*** Block opens ***
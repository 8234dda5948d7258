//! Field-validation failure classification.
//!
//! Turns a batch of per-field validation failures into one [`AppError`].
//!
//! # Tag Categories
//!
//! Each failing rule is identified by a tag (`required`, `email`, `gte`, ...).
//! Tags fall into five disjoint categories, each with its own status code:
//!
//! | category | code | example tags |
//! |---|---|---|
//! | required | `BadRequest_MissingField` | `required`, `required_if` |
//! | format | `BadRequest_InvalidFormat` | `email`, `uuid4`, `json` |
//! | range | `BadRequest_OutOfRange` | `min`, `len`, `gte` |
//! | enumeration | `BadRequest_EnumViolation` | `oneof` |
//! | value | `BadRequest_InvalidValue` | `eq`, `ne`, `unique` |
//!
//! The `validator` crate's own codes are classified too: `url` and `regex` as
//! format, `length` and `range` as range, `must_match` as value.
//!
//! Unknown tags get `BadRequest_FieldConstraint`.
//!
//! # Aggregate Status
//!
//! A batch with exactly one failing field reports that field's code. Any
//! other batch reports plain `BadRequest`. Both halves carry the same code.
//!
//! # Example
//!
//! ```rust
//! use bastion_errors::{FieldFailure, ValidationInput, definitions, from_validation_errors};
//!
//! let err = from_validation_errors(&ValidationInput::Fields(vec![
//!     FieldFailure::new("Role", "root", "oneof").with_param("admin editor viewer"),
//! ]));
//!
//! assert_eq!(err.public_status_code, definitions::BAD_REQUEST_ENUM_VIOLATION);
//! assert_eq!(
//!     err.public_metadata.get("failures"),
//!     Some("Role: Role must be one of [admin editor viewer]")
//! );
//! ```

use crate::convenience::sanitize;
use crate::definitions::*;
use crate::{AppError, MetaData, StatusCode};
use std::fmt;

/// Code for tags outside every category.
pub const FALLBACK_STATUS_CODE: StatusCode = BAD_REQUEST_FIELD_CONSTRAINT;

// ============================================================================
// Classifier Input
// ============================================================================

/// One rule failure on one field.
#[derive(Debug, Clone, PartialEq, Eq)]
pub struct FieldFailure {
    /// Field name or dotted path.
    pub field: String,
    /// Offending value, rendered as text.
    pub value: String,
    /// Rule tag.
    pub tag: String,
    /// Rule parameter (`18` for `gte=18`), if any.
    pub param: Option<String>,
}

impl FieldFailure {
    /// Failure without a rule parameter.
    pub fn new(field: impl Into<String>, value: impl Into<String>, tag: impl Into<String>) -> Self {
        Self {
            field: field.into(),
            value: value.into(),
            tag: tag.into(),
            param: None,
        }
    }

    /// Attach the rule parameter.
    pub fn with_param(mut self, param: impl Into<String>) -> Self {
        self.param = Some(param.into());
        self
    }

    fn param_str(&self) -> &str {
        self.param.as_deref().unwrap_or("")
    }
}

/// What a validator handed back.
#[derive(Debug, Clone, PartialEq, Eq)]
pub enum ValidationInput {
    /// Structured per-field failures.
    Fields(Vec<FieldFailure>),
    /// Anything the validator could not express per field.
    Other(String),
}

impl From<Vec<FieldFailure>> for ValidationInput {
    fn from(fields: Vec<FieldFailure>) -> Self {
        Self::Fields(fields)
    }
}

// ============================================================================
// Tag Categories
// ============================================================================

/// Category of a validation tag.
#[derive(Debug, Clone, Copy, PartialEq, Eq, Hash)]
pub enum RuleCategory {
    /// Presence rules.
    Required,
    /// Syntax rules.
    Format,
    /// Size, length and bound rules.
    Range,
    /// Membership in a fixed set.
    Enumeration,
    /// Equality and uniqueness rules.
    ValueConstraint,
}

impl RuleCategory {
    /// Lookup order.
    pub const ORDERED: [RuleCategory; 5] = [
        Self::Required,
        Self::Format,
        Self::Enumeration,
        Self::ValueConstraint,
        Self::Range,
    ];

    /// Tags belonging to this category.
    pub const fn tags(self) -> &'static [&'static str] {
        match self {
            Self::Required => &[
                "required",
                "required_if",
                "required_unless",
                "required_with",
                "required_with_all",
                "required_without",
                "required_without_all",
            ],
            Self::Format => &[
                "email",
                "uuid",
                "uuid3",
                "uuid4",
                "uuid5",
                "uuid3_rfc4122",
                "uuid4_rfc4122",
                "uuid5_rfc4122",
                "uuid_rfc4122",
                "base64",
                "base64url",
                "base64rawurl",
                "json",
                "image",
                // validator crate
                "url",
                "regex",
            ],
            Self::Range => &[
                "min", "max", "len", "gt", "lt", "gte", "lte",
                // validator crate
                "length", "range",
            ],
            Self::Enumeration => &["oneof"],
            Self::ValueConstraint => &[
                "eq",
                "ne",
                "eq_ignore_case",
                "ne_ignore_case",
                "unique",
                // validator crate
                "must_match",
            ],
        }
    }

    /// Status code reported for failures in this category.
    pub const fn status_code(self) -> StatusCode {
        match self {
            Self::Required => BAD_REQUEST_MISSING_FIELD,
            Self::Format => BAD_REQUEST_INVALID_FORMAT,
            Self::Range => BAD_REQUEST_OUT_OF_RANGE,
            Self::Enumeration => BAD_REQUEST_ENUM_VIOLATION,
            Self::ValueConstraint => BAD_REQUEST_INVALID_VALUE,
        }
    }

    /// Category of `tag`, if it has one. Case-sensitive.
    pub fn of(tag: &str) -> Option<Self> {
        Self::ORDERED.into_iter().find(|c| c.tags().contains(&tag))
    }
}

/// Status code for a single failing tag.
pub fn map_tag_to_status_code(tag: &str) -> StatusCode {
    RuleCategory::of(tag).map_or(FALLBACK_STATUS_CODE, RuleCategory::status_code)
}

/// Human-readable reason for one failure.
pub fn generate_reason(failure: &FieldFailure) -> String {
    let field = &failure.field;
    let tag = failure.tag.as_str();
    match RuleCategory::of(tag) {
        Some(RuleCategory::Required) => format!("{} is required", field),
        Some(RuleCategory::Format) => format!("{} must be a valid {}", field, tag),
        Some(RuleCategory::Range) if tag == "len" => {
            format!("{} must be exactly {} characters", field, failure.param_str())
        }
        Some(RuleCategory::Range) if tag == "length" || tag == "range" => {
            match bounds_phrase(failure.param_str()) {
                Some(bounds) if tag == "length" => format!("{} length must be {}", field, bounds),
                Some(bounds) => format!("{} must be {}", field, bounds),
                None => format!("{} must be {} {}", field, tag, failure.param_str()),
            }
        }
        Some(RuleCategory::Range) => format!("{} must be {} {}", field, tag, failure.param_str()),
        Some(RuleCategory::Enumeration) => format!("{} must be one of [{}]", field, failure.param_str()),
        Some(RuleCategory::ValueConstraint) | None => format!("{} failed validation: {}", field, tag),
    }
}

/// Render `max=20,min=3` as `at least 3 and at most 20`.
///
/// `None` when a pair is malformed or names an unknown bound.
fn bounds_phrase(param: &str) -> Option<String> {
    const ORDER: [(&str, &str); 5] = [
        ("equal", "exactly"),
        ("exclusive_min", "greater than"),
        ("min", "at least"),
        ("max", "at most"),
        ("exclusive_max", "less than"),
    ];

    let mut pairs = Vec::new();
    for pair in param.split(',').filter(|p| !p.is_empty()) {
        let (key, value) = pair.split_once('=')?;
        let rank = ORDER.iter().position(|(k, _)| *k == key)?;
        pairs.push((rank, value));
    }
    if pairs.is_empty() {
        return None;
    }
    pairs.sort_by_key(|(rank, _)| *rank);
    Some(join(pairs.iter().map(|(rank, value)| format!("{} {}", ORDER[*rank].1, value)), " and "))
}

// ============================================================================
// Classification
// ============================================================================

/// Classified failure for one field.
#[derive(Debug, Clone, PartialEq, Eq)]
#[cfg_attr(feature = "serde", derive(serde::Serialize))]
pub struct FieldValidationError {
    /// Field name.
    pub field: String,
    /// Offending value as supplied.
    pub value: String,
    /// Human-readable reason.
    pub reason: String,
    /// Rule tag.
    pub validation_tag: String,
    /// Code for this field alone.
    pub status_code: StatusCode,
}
*** Block closes ***
Return each line in the records that holds the string "than".

        ("exclusive_min", "greater than"),
        ("exclusive_max", "less than"),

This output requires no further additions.